A summary of presentations from the weekly Summit partner webinars

February 10, 2022 – The latest Summit summary


Effectiveness of a Third mRNA Vaccine Against COVID-19-Associated Emergency Department or Urgent Care Encounters and Hospitalizations among Adults, August 2021 to January 2022, VISION Network – Mark Thompson (CDC)
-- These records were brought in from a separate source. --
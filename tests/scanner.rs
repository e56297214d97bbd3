#[cfg(test)]
mod scanner_tests {
    use rox::error::LoxError;
    use rox::scanner::*;
    use rox::token::*;

    fn assert_token_sequence(source: &str, expected: &[(TokenType, &str)]) {
        let scanner = Scanner::new(source.as_bytes());
        let tokens: Vec<_> = scanner.filter_map(Result::ok).collect();

        assert_eq!(tokens.len(), expected.len());

        for (actual, (expected_type, expected_lexeme)) in tokens.iter().zip(expected.iter()) {
            assert_eq!(actual.token_type, *expected_type);
            assert_eq!(actual.lexeme, *expected_lexeme);
        }
    }

    #[test]
    fn test_scanner_01_symbols() {
        assert_token_sequence(
            "({*.,+*})",
            &[
                (TokenType::LEFT_PAREN, "("),
                (TokenType::LEFT_BRACE, "{"),
                (TokenType::STAR, "*"),
                (TokenType::DOT, "."),
                (TokenType::COMMA, ","),
                (TokenType::PLUS, "+"),
                (TokenType::STAR, "*"),
                (TokenType::RIGHT_BRACE, "}"),
                (TokenType::RIGHT_PAREN, ")"),
                (TokenType::EOF, ""),
            ],
        );
    }

    #[test]
    fn test_scanner_02_ternary_and_loop_keywords() {
        assert_token_sequence(
            "a ? b : c; break; continue;",
            &[
                (TokenType::IDENTIFIER, "a"),
                (TokenType::QUESTION, "?"),
                (TokenType::IDENTIFIER, "b"),
                (TokenType::COLON, ":"),
                (TokenType::IDENTIFIER, "c"),
                (TokenType::SEMICOLON, ";"),
                (TokenType::BREAK, "break"),
                (TokenType::SEMICOLON, ";"),
                (TokenType::CONTINUE, "continue"),
                (TokenType::SEMICOLON, ";"),
                (TokenType::EOF, ""),
            ],
        );
    }

    #[test]
    fn test_scanner_03_comments_and_lines() {
        let tokens = scan("// leading comment\nvar x = 1; // trailing\n\nprint x;").unwrap();

        let lines: Vec<usize> = tokens.iter().map(|t| t.line).collect();
        assert_eq!(lines, vec![2, 2, 2, 2, 2, 4, 4, 4, 4]);
    }

    #[test]
    fn test_scanner_04_literals() {
        let tokens = scan("12.5 7 \"hi there\"").unwrap();

        assert!(matches!(tokens[0].token_type, TokenType::NUMBER(n) if n == 12.5));
        assert!(matches!(tokens[1].token_type, TokenType::NUMBER(n) if n == 7.0));
        assert!(matches!(&tokens[2].token_type, TokenType::STRING(s) if s == "hi there"));
        assert_eq!(tokens[2].lexeme, "\"hi there\"");
    }

    #[test]
    fn test_token_display() {
        let tokens = scan("42 3.5 \"s\" or").unwrap();
        let rendered: Vec<String> = tokens.iter().map(|t| t.to_string()).collect();

        assert_eq!(
            rendered,
            vec![
                "NUMBER 42 42.0",
                "NUMBER 3.5 3.5",
                "STRING \"s\" s",
                "OR or null",
                "EOF  null",
            ]
        );
    }

    #[test]
    fn test_unterminated_string() {
        let err = scan("print \"oops;").unwrap_err();

        assert!(matches!(err, LoxError::Lex { line: 1, .. }));
        assert!(err.to_string().contains("Unterminated string."));
    }

    #[test]
    fn test_unexpected_chars_token_sequence() {
        let source = ",.$(#";
        let scanner = Scanner::new(source.as_bytes());

        let results: Vec<_> = scanner.collect();

        // COMMA, DOT, error '$', LEFT_PAREN, error '#', EOF
        assert_eq!(results.len(), 6, "Expected 6 items in result");

        assert_token_matches(&results[0], TokenType::COMMA, ",");
        assert_token_matches(&results[1], TokenType::DOT, ".");
        assert_token_matches(&results[3], TokenType::LEFT_PAREN, "(");
        assert_token_matches(&results[5], TokenType::EOF, "");

        let error_count = results.iter().filter(|r| r.is_err()).count();
        assert_eq!(error_count, 2, "Expected 2 error messages");

        for err in results.iter().filter_map(|r| r.as_ref().err()) {
            assert!(
                err.to_string().contains("Unexpected character"),
                "Error message should contain 'Unexpected character', got: {}",
                err
            );
        }

        fn assert_token_matches(
            result: &Result<Token, LoxError>,
            expected_type: TokenType,
            expected_lexeme: &str,
        ) {
            match result {
                Ok(token) => {
                    assert_eq!(
                        token.token_type, expected_type,
                        "Expected token type {:?}, got {:?}",
                        expected_type, token.token_type
                    );
                    assert_eq!(
                        token.lexeme, expected_lexeme,
                        "Expected lexeme '{}', got '{}'",
                        expected_lexeme, token.lexeme
                    );
                }
                Err(e) => panic!("Expected token but got error: {}", e),
            }
        }
    }
}
//! Static resolver pass for the **Rox** interpreter.
//!
//! This resolver does three things in one AST walk:
//! 1. Build lexical scopes (stack of `HashMap<&str,bool>` tracking declared/defined).
//! 2. Report static errors (redeclaration, forward‑read in initializer, misplaced
//!    `return`/`break`/`continue`/`this`/`super`, self‑inheritance).
//! 3. Record, for *each* resolvable use site, how many environments separate it
//!    from its declaration. Sites found in no scope are left out: they are globals.
//!
//! The pass is fail‑fast: the first error aborts it and no relation is returned.
//!
//! Function kind, class kind and the loop flag travel as a [`Context`] value
//! passed down the recursion, so leaving a construct restores them implicitly.

use crate::ast::{Expr, ExprId, FunctionDecl, Locals, Name, Stmt};
use crate::error::{LoxError, Result};
use log::{debug, info};
use std::collections::HashMap;
use std::rc::Rc;

#[derive(Copy, Clone, Debug, PartialEq, Eq)]
enum FunctionKind {
    None,
    Function,
    Method,
    Initializer,
}

#[derive(Copy, Clone, Debug, PartialEq, Eq)]
enum ClassKind {
    None,
    Class,
    Subclass,
}

/// Where we are, lexically. Copied into every recursive call.
#[derive(Copy, Clone, Debug)]
struct Context {
    function: FunctionKind,
    class: ClassKind,
    in_loop: bool,
}

impl Context {
    const TOP_LEVEL: Context = Context {
        function: FunctionKind::None,
        class: ClassKind::None,
        in_loop: false,
    };

    fn in_function(self, function: FunctionKind) -> Context {
        Context {
            function,
            in_loop: false,
            ..self
        }
    }

    fn in_class(self, class: ClassKind) -> Context {
        Context { class, ..self }
    }

    fn in_loop(self) -> Context {
        Context {
            in_loop: true,
            ..self
        }
    }
}

/// Resolver: tracks scopes, enforces static rules, and builds the
/// scope‑distance relation consumed by the interpreter.
pub struct Resolver<'a> {
    scopes: Vec<HashMap<&'a str, bool>>, // false=declared, true=defined
    locals: Locals,
}

impl Default for Resolver<'_> {
    fn default() -> Self {
        Self::new()
    }
}

impl<'a> Resolver<'a> {
    pub fn new() -> Self {
        Resolver {
            scopes: Vec::new(),
            locals: HashMap::new(),
        }
    }

    /// Walk all top‑level statements and hand back the finished relation.
    pub fn resolve(mut self, statements: &'a [Stmt]) -> Result<Locals> {
        info!(
            "Beginning resolve pass over {} statement(s)",
            statements.len()
        );

        self.resolve_stmts(statements, Context::TOP_LEVEL)?;

        info!("Resolved {} local use site(s)", self.locals.len());

        Ok(self.locals)
    }

    fn resolve_stmts(&mut self, statements: &'a [Stmt], ctx: Context) -> Result<()> {
        for stmt in statements {
            self.resolve_stmt(stmt, ctx)?;
        }
        Ok(())
    }

    // ─────────────────────────────────────────────────────────────────────────
    // Statement resolution
    // ─────────────────────────────────────────────────────────────────────────

    fn resolve_stmt(&mut self, stmt: &'a Stmt, ctx: Context) -> Result<()> {
        match stmt {
            Stmt::Block(statements) => {
                self.begin_scope();
                self.resolve_stmts(statements, ctx)?;
                self.end_scope();
            }

            Stmt::Var { name, initializer } => {
                // declare → resolve initializer → define
                self.declare(name)?;
                if let Some(expr) = initializer {
                    self.resolve_expr(expr, ctx)?;
                }
                self.define(name);
            }

            Stmt::Function(decl) => {
                // the name is visible inside its own body (recursion)
                if let Some(name) = &decl.name {
                    self.declare(name)?;
                    self.define(name);
                }
                self.resolve_function(decl, ctx.in_function(FunctionKind::Function))?;
            }

            Stmt::Class {
                name,
                superclass,
                methods,
            } => self.resolve_class(name, superclass.as_ref(), methods, ctx)?,

            Stmt::Expression(expr) | Stmt::Print(expr) => {
                self.resolve_expr(expr, ctx)?;
            }

            Stmt::If {
                condition,
                then_branch,
                else_branch,
            } => {
                self.resolve_expr(condition, ctx)?;
                self.resolve_stmt(then_branch, ctx)?;
                if let Some(eb) = else_branch.as_deref() {
                    self.resolve_stmt(eb, ctx)?;
                }
            }

            Stmt::While { condition, body } => {
                self.resolve_expr(condition, ctx)?;
                self.resolve_stmt(body, ctx.in_loop())?;
            }

            Stmt::For {
                initializer,
                condition,
                increment,
                body,
            } => {
                // one scope for the loop variable; a block body opens its own
                self.begin_scope();
                if let Some(init) = initializer {
                    self.resolve_stmt(init, ctx)?;
                }
                if let Some(cond) = condition {
                    self.resolve_expr(cond, ctx)?;
                }
                if let Some(inc) = increment {
                    self.resolve_expr(inc, ctx)?;
                }
                self.resolve_stmt(body, ctx.in_loop())?;
                self.end_scope();
            }

            Stmt::Return { line, value } => {
                if ctx.function == FunctionKind::None {
                    return Err(LoxError::resolve(*line, "Can't return from top-level code."));
                }
                if let Some(expr) = value {
                    if ctx.function == FunctionKind::Initializer {
                        return Err(LoxError::resolve(
                            *line,
                            "Can't return a value from an initializer.",
                        ));
                    }
                    self.resolve_expr(expr, ctx)?;
                }
            }

            Stmt::Break { line } => {
                if !ctx.in_loop {
                    return Err(LoxError::resolve(*line, "Can't use 'break' outside of a loop."));
                }
            }

            Stmt::Continue { line } => {
                if !ctx.in_loop {
                    return Err(LoxError::resolve(
                        *line,
                        "Can't use 'continue' outside of a loop.",
                    ));
                }
            }
        }
        Ok(())
    }

    fn resolve_class(
        &mut self,
        name: &'a Name,
        superclass: Option<&'a Expr>,
        methods: &'a [Rc<FunctionDecl>],
        ctx: Context,
    ) -> Result<()> {
        debug!("Resolving class '{}'", name);

        if let Some(Expr::Variable { name: super_name, .. }) = superclass {
            if super_name.lexeme == name.lexeme {
                return Err(LoxError::resolve(
                    super_name.line,
                    "A class can't inherit from itself.",
                ));
            }
        }

        self.declare(name)?;
        self.define(name);

        let class_kind = match superclass {
            Some(expr) => {
                self.resolve_expr(expr, ctx)?;

                // outer scope binds `super`
                self.begin_scope();
                self.bind_implicit("super");
                ClassKind::Subclass
            }
            None => ClassKind::Class,
        };

        // inner scope binds `this`
        self.begin_scope();
        self.bind_implicit("this");

        let class_ctx = ctx.in_class(class_kind);
        for method in methods {
            let kind = if method.is_named("init") {
                FunctionKind::Initializer
            } else {
                FunctionKind::Method
            };
            self.resolve_function(method, class_ctx.in_function(kind))?;
        }

        self.end_scope();
        if superclass.is_some() {
            self.end_scope();
        }

        Ok(())
    }

    // ─────────────────────────────────────────────────────────────────────────
    // Expression resolution
    // ─────────────────────────────────────────────────────────────────────────

    fn resolve_expr(&mut self, expr: &'a Expr, ctx: Context) -> Result<()> {
        match expr {
            Expr::Literal(_) => {}

            Expr::Grouping(inner) => {
                self.resolve_expr(inner, ctx)?;
            }

            Expr::Unary { right, .. } => {
                self.resolve_expr(right, ctx)?;
            }

            Expr::Binary { left, right, .. } | Expr::Logical { left, right, .. } => {
                self.resolve_expr(left, ctx)?;
                self.resolve_expr(right, ctx)?;
            }

            Expr::Ternary {
                condition,
                then_branch,
                else_branch,
            } => {
                self.resolve_expr(condition, ctx)?;
                self.resolve_expr(then_branch, ctx)?;
                self.resolve_expr(else_branch, ctx)?;
            }

            Expr::Variable { id, name } => {
                // Cannot read in own initializer (globals exempt: no scope)
                if let Some(scope) = self.scopes.last() {
                    if scope.get(name.lexeme.as_str()) == Some(&false) {
                        return Err(LoxError::resolve(
                            name.line,
                            "Can't read local variable in its own initializer.",
                        ));
                    }
                }
                self.resolve_local(*id, &name.lexeme);
            }

            Expr::Assign { id, name, value } => {
                self.resolve_expr(value, ctx)?;
                self.resolve_local(*id, &name.lexeme);
            }

            Expr::Call {
                callee, arguments, ..
            } => {
                self.resolve_expr(callee, ctx)?;
                for arg in arguments {
                    self.resolve_expr(arg, ctx)?;
                }
            }

            // properties are looked up dynamically; only the object resolves
            Expr::Get { object, .. } => self.resolve_expr(object, ctx)?,

            Expr::Set { object, value, .. } => {
                self.resolve_expr(object, ctx)?;
                self.resolve_expr(value, ctx)?;
            }

            Expr::This { id, line } => {
                if ctx.class == ClassKind::None {
                    return Err(LoxError::resolve(*line, "Can't use 'this' outside of a class."));
                }
                self.resolve_local(*id, "this");
            }

            Expr::Super { id, line, .. } => match ctx.class {
                ClassKind::None => {
                    return Err(LoxError::resolve(*line, "Can't use 'super' outside of a class."));
                }
                ClassKind::Class => {
                    return Err(LoxError::resolve(
                        *line,
                        "Can't use 'super' in a class with no superclass.",
                    ));
                }
                ClassKind::Subclass => self.resolve_local(*id, "super"),
            },

            Expr::Lambda(decl) => {
                self.resolve_function(decl, ctx.in_function(FunctionKind::Function))?;
            }
        }

        Ok(())
    }

    // ─────────────────────────────────────────────────────────────────────────
    // Function helper
    // ─────────────────────────────────────────────────────────────────────────

    /// One fresh scope holds the parameters *and* the body's top‑level
    /// declarations, mirroring the single environment a call creates.
    fn resolve_function(&mut self, decl: &'a FunctionDecl, ctx: Context) -> Result<()> {
        self.begin_scope();
        for param in &decl.params {
            self.declare(param)?;
            self.define(param);
        }
        self.resolve_stmts(&decl.body, ctx)?;
        self.end_scope();

        Ok(())
    }

    // ─────────────────────────────────────────────────────────────────────────
    // Scope management
    // ─────────────────────────────────────────────────────────────────────────

    #[inline]
    fn begin_scope(&mut self) {
        self.scopes.push(HashMap::new());
    }

    #[inline]
    fn end_scope(&mut self) {
        self.scopes.pop();
    }

    fn declare(&mut self, name: &'a Name) -> Result<()> {
        if let Some(scope) = self.scopes.last_mut() {
            if scope.contains_key(name.lexeme.as_str()) {
                return Err(LoxError::resolve(
                    name.line,
                    format!(
                        "Already a variable named '{}' in this scope.",
                        name.lexeme
                    ),
                ));
            }
            scope.insert(name.lexeme.as_str(), false);
        }
        Ok(())
    }

    fn define(&mut self, name: &'a Name) {
        if let Some(scope) = self.scopes.last_mut() {
            scope.insert(name.lexeme.as_str(), true);
        }
    }

    /// `this` / `super` in the scope just opened.
    fn bind_implicit(&mut self, keyword: &'static str) {
        if let Some(scope) = self.scopes.last_mut() {
            scope.insert(keyword, true);
        }
    }

    // ─────────────────────────────────────────────────────────────────────────
    // Binding‑distance helper
    // ─────────────────────────────────────────────────────────────────────────

    /// Record `id` at the distance of the innermost scope declaring `name`,
    /// or leave it out (global) when no scope does.
    fn resolve_local(&mut self, id: ExprId, name: &str) {
        for (depth, scope) in self.scopes.iter().rev().enumerate() {
            if scope.contains_key(name) {
                debug!("Resolved '{}' at depth {}", name, depth);
                self.locals.insert(id, depth);
                return;
            }
        }

        debug!("Resolved '{}' as global", name);
    }
}
pub mod ast;
pub mod ast_printer;
pub mod environment;
pub mod error;
pub mod interpreter;
pub mod parser;
pub mod resolver;
pub mod runner;
pub mod scanner;
pub mod token;
pub mod value;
Mark Thompson, Ph.D., Lead, High Risk and Electronic Cohorts Team, EPI Task Force, CDC COVID-19 Response, CDC, gave a presentation on CDC’s MMWR: Effectiveness of a Third Dose of mRNA Vaccines against COVID-19–Associated Emergency Department and Urgent Care Encounters and Hospitalizations among Adults during Periods of Delta and Omicron Variant Predominance—Vision Network, 10 States, August 2021–January 2022 (1/28/22).
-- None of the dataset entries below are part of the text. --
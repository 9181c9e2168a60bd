//! Player registry
//!
//! Tracks the sessions that finished login, keyed by normalized display name.
//! Entries are owned by the session that created them; removal only succeeds
//! for that session so a stale teardown can never evict a newer login.

use std::sync::Arc;

use dashmap::mapref::entry::Entry;
use dashmap::DashMap;
use tracing::{debug, info};

use crate::auth::{normalize_name, Identity};
use crate::error::GameError;
use crate::net::session::{Session, SessionId};

/// A logged in player
#[derive(Debug, Clone)]
pub struct PlayerEntry {
    pub identity: Identity,
    pub session: Arc<Session>,
}

/// Thread-safe registry of online players
#[derive(Default)]
pub struct PlayerRegistry {
    players: DashMap<String, PlayerEntry>,
}

impl PlayerRegistry {
    /// Create an empty registry
    pub fn new() -> Self {
        Self::default()
    }

    /// Register `session` under `identity`
    pub fn initialize(&self, session: Arc<Session>, identity: &Identity) -> Result<(), GameError> {
        match self.players.entry(identity.key()) {
            Entry::Occupied(existing) if existing.get().session.id != session.id => {
                Err(GameError::AlreadyOnline(identity.name.clone()))
            }
            Entry::Occupied(mut existing) => {
                existing.get_mut().identity = identity.clone();
                Ok(())
            }
            Entry::Vacant(slot) => {
                info!(
                    session_id = session.id,
                    name = %identity.name,
                    "Player registered"
                );
                slot.insert(PlayerEntry {
                    identity: identity.clone(),
                    session,
                });
                Ok(())
            }
        }
    }

    /// Session of the player called `name` (case-insensitive)
    pub fn get(&self, name: &str) -> Option<Arc<Session>> {
        self.players
            .get(&normalize_name(name))
            .map(|entry| entry.session.clone())
    }

    /// Remove `name` if `session_id` owns it. Absent entries are a no-op.
    pub fn remove(&self, name: &str, session_id: SessionId) -> bool {
        let removed = self
            .players
            .remove_if(&normalize_name(name), |_, entry| entry.session.id == session_id)
            .is_some();
        if removed {
            debug!(session_id, name, "Player removed");
        }
        removed
    }

    /// Whether a player called `name` is online
    pub fn contains(&self, name: &str) -> bool {
        self.players.contains_key(&normalize_name(name))
    }

    /// Number of online players
    pub fn count(&self) -> usize {
        self.players.len()
    }

    /// Sessions of every online player
    pub fn sessions(&self) -> Vec<Arc<Session>> {
        let mut sessions: Vec<_> = self
            .players
            .iter()
            .map(|entry| entry.session.clone())
            .collect();
        sessions.sort_by_key(|s| s.id);
        sessions
    }

    /// Identities of every online player
    pub fn identities(&self) -> Vec<Identity> {
        self.players
            .iter()
            .map(|entry| entry.identity.clone())
            .collect()
    }
}

#[cfg(test)]
mod tests {
    use super::*;
    use crate::testing::{test_state, TestClient};

    #[test]
    fn test_initialize_and_lookup() {
        let state = test_state(true);
        let client = TestClient::connect(&state);
        let registry = PlayerRegistry::new();

        registry
            .initialize(client.session.clone(), &Identity::offline("Notch"))
            .unwrap();

        assert_eq!(registry.count(), 1);
        assert!(registry.contains("NOTCH"));
        assert_eq!(registry.get("notch").map(|s| s.id), Some(client.session.id));
        assert_eq!(registry.identities()[0].name, "Notch");
    }

    #[test]
    fn test_conflicting_initialize() {
        let state = test_state(true);
        let first = TestClient::connect(&state);
        let second = TestClient::connect(&state);
        let registry = PlayerRegistry::new();

        registry
            .initialize(first.session.clone(), &Identity::offline("Notch"))
            .unwrap();
        // Same session again is fine
        registry
            .initialize(first.session.clone(), &Identity::offline("Notch"))
            .unwrap();

        let err = registry
            .initialize(second.session.clone(), &Identity::offline("notch"))
            .unwrap_err();
        assert!(matches!(err, GameError::AlreadyOnline(_)));
        assert_eq!(registry.get("Notch").map(|s| s.id), Some(first.session.id));
    }

    #[test]
    fn test_remove_only_by_owner() {
        let state = test_state(true);
        let owner = TestClient::connect(&state);
        let other = TestClient::connect(&state);
        let registry = PlayerRegistry::new();

        registry
            .initialize(owner.session.clone(), &Identity::offline("Jeb"))
            .unwrap();

        assert!(!registry.remove("jeb", other.session.id));
        assert!(registry.contains("Jeb"));

        assert!(registry.remove("JEB", owner.session.id));
        assert!(!registry.remove("Jeb", owner.session.id));
        assert_eq!(registry.count(), 0);
        assert!(registry.sessions().is_empty());
    }
}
This study looked at the VISION network of eight integrated healthcare and research centers in ten states, including 383 emergency departments (ED) and urgent care clinics (UC), as well as 259 hospitals. The research was built on a previous flu vaccine effectiveness (VE) research infrastructure with previously published methods. (https://www.nejm.org/doi/full/10.1056/nejmoa2110362)

Methods

The study looked at adult patients age ≥18 years presenting with COVID-19-like illness.  Included patients were tested for SARS-CoV-2 by PCR.  A positive SARS-CoV-2 test within 14 days or 72 hours after admission/encounter was needed to be considered a SARS-CoV-2 cases for this study. The study excluded those with 1 or >3 doses of the vaccine, those 1–13 days since dose two or three, and individuals who got the Janssen (Johnson & Johnson) vaccine.

The start date was August 26, 2021 (14 days after CDC first recommended booster doses). The end date was January 5, 2022.

Results

A fuller description of the study results can be found at the link above.  Overall, VE against ED or UC encounters was lower against Omicron and waned more after 180 days from vaccination when compared to the Delta variant among fully vaccinated people.  However, booster doses significantly improved VE against both variants.   In addition, VE was higher against hospitalization compared to ED/UC visits and the VE against hospitalization was also improved after booster vaccination.

Conclusions

Vaccine effectiveness was lower when the Omicron variant became predominant and VE declined over time.  However, VE was largely restored by booster vaccination.   The VE was significantly lower among those who received their second dose of an mRNA vaccine ≥180 days earlier and increased following the third dose. The vaccines were more effective in preventing COVID-19-associated hospitalizations than against ED/UC visits and immunocompromised individuals had lover VE for all doses, with VE being highest following their third primary dose.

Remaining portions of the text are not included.